#### [Exercise goal]
Every record here needs to be written out again exactly.

#### [Extracted entries]
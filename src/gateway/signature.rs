//! Callback signature: `lowercase_hex(SHA-512(order_id ‖ status_code ‖ gross_amount ‖ server_key))`.

use sha2::{Digest, Sha512};
use subtle::ConstantTimeEq;

pub fn sign(order_id: &str, status_code: &str, gross_amount: &str, server_key: &str) -> String {
    let mut hasher = Sha512::new();
    hasher.update(order_id.as_bytes());
    hasher.update(status_code.as_bytes());
    hasher.update(gross_amount.as_bytes());
    hasher.update(server_key.as_bytes());
    hex::encode(hasher.finalize())
}

/// Constant-time comparison against the payload's signature.
pub fn verify(
    order_id: &str,
    status_code: &str,
    gross_amount: &str,
    server_key: &str,
    signature_key: &str,
) -> bool {
    let expected = sign(order_id, status_code, gross_amount, server_key);
    let provided = signature_key.trim().to_ascii_lowercase();
    expected.as_bytes().ct_eq(provided.as_bytes()).into()
}

#[cfg(test)]
mod tests {
    use super::*;

    #[test]
    fn test_sign_is_lowercase_sha512_hex() {
        let sig = sign("order-1", "200", "63000000.00", "server-key");
        assert_eq!(sig.len(), 128);
        assert!(sig.bytes().all(|b| b.is_ascii_digit() || (b'a'..=b'f').contains(&b)));
    }

    #[test]
    fn test_known_vector() {
        // SHA-512 of the empty concatenation.
        assert_eq!(
            sign("", "", "", ""),
            "cf83e1357eefb8bdf1542850d66d8007d620e4050b5715dc83f4a921d36ce9ce\
             47d0d13c5d85f2b0ff8318d2877eec2f63b931bd47417a81a538327af927da3e"
        );
    }

    #[test]
    fn test_verify_rejects_tampering() {
        let sig = sign("order-1", "200", "63000000.00", "server-key");
        assert!(verify("order-1", "200", "63000000.00", "server-key", &sig));
        assert!(verify("order-1", "200", "63000000.00", "server-key", &sig.to_uppercase()));
        assert!(!verify("order-1", "200", "1.00", "server-key", &sig));
        assert!(!verify("order-1", "200", "63000000.00", "other-key", &sig));
        assert!(!verify("order-1", "200", "63000000.00", "server-key", ""));
    }
}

#### [Expected answer]
filename src/gateway/signature.rs
//! Callback signature: `lowercase_hex(SHA-512(order_id ‖ status_code ‖ gross_amount ‖ server_key))`.

use sha2::{Digest, Sha512};
use subtle::ConstantTimeEq;

pub fn sign(order_id: &str, status_code: &str, gross_amount: &str, server_key: &str) -> String {
    let mut hasher = Sha512::new();
    hasher.update(order_id.as_bytes());
    hasher.update(status_code.as_bytes());
    hasher.update(gross_amount.as_bytes());
    hasher.update(server_key.as_bytes());
    hex::encode(hasher.finalize())
}

/// Constant-time comparison against the payload's signature.
pub fn verify(
    order_id: &str,
    status_code: &str,
    gross_amount: &str,
    server_key: &str,
    signature_key: &str,
) -> bool {
    let expected = sign(order_id, status_code, gross_amount, server_key);
    let provided = signature_key.trim().to_ascii_lowercase();
    expected.as_bytes().ct_eq(provided.as_bytes()).into()
}

#[cfg(test)]
mod tests {
    use super::*;

    #[test]
    fn test_sign_is_lowercase_sha512_hex() {
        let sig = sign("order-1", "200", "63000000.00", "server-key");
        assert_eq!(sig.len(), 128);
        assert!(sig.bytes().all(|b| b.is_ascii_digit() || (b'a'..=b'f').contains(&b)));
    }

    #[test]
    fn test_known_vector() {
        // SHA-512 of the empty concatenation.
        assert_eq!(
            sign("", "", "", ""),
            "cf83e1357eefb8bdf1542850d66d8007d620e4050b5715dc83f4a921d36ce9ce\
             47d0d13c5d85f2b0ff8318d2877eec2f63b931bd47417a81a538327af927da3e"
        );
    }

    #[test]
    fn test_verify_rejects_tampering() {
        let sig = sign("order-1", "200", "63000000.00", "server-key");
        assert!(verify("order-1", "200", "63000000.00", "server-key", &sig));
        assert!(verify("order-1", "200", "63000000.00", "server-key", &sig.to_uppercase()));
        assert!(!verify("order-1", "200", "1.00", "server-key", &sig));
        assert!(!verify("order-1", "200", "63000000.00", "other-key", &sig));
        assert!(!verify("order-1", "200", "63000000.00", "server-key", ""));
    }
}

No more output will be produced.